◆ **What you need to do**
After locating the line that contains "fn contour(points: &[(f64, f64)])" in the following entries, reproduce it and each later line exactly, including the last.
◆ ◆ ◆
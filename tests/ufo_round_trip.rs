#![cfg(feature = "ufo")]

use outlinecheck::{test_font, CheckConfig, FontRunOptions, TestId, TestSelection};

fn contour(points: &[(f64, f64)]) -> norad::Contour {
    let points = points
        .iter()
        .map(|&(x, y)| norad::ContourPoint::new(x, y, norad::PointType::Line, false, None, None))
        .collect();
    norad::Contour::new(points, None)
}

#[test]
fn checks_a_saved_ufo() {
    let dir = tempfile::tempdir().unwrap();
    let path = dir.path().join("Test.ufo");

    let mut ufo = norad::Font::new();
    ufo.font_info.x_height = Some(500.0);

    let mut o = norad::Glyph::new("o");
    o.width = 600.0;
    o.codepoints.insert('o');
    o.contours.push(contour(&[(50.0, 0.0), (550.0, 0.0), (550.0, 500.0), (50.0, 500.0)]));
    ufo.default_layer_mut().insert_glyph(o);

    let mut period = norad::Glyph::new("period");
    period.width = 4.0;
    period.contours.push(contour(&[(1.0, 0.0), (3.0, 0.0), (3.0, 2.0), (1.0, 2.0)]));
    period.contours.push(contour(&[(200.0, 200.0)]));
    ufo.default_layer_mut().insert_glyph(period);
    ufo.save(&path).unwrap();

    let font = outlinecheck::ufo::load(&path).unwrap();
    assert_eq!(font.len(), 2);
    let report = test_font(
        &font,
        &TestSelection::all(),
        &CheckConfig::default(),
        FontRunOptions::default(),
    )
    .unwrap();

    assert!(report.get("o").is_none());
    let period = report.get("period").unwrap();
    assert!(period.contour_finding(TestId::SmallContours, 0).is_some());
    assert!(period.contour_finding(TestId::StrayPoints, 1).is_some());
}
◆ ◆ ◆
◆ **Exercise response**
fn contour(points: &[(f64, f64)]) -> norad::Contour {
    let points = points
        .iter()
        .map(|&(x, y)| norad::ContourPoint::new(x, y, norad::PointType::Line, false, None, None))
        .collect();
    norad::Contour::new(points, None)
}

#[test]
fn checks_a_saved_ufo() {
    let dir = tempfile::tempdir().unwrap();
    let path = dir.path().join("Test.ufo");

    let mut ufo = norad::Font::new();
    ufo.font_info.x_height = Some(500.0);

    let mut o = norad::Glyph::new("o");
    o.width = 600.0;
    o.codepoints.insert('o');
    o.contours.push(contour(&[(50.0, 0.0), (550.0, 0.0), (550.0, 500.0), (50.0, 500.0)]));
    ufo.default_layer_mut().insert_glyph(o);

    let mut period = norad::Glyph::new("period");
    period.width = 4.0;
    period.contours.push(contour(&[(1.0, 0.0), (3.0, 0.0), (3.0, 2.0), (1.0, 2.0)]));
    period.contours.push(contour(&[(200.0, 200.0)]));
    ufo.default_layer_mut().insert_glyph(period);
    ufo.save(&path).unwrap();

    let font = outlinecheck::ufo::load(&path).unwrap();
    assert_eq!(font.len(), 2);
    let report = test_font(
        &font,
        &TestSelection::all(),
        &CheckConfig::default(),
        FontRunOptions::default(),
    )
    .unwrap();

    assert!(report.get("o").is_none());
    let period = report.get("period").unwrap();
    assert!(period.contour_finding(TestId::SmallContours, 0).is_some());
    assert!(period.contour_finding(TestId::StrayPoints, 1).is_some());
}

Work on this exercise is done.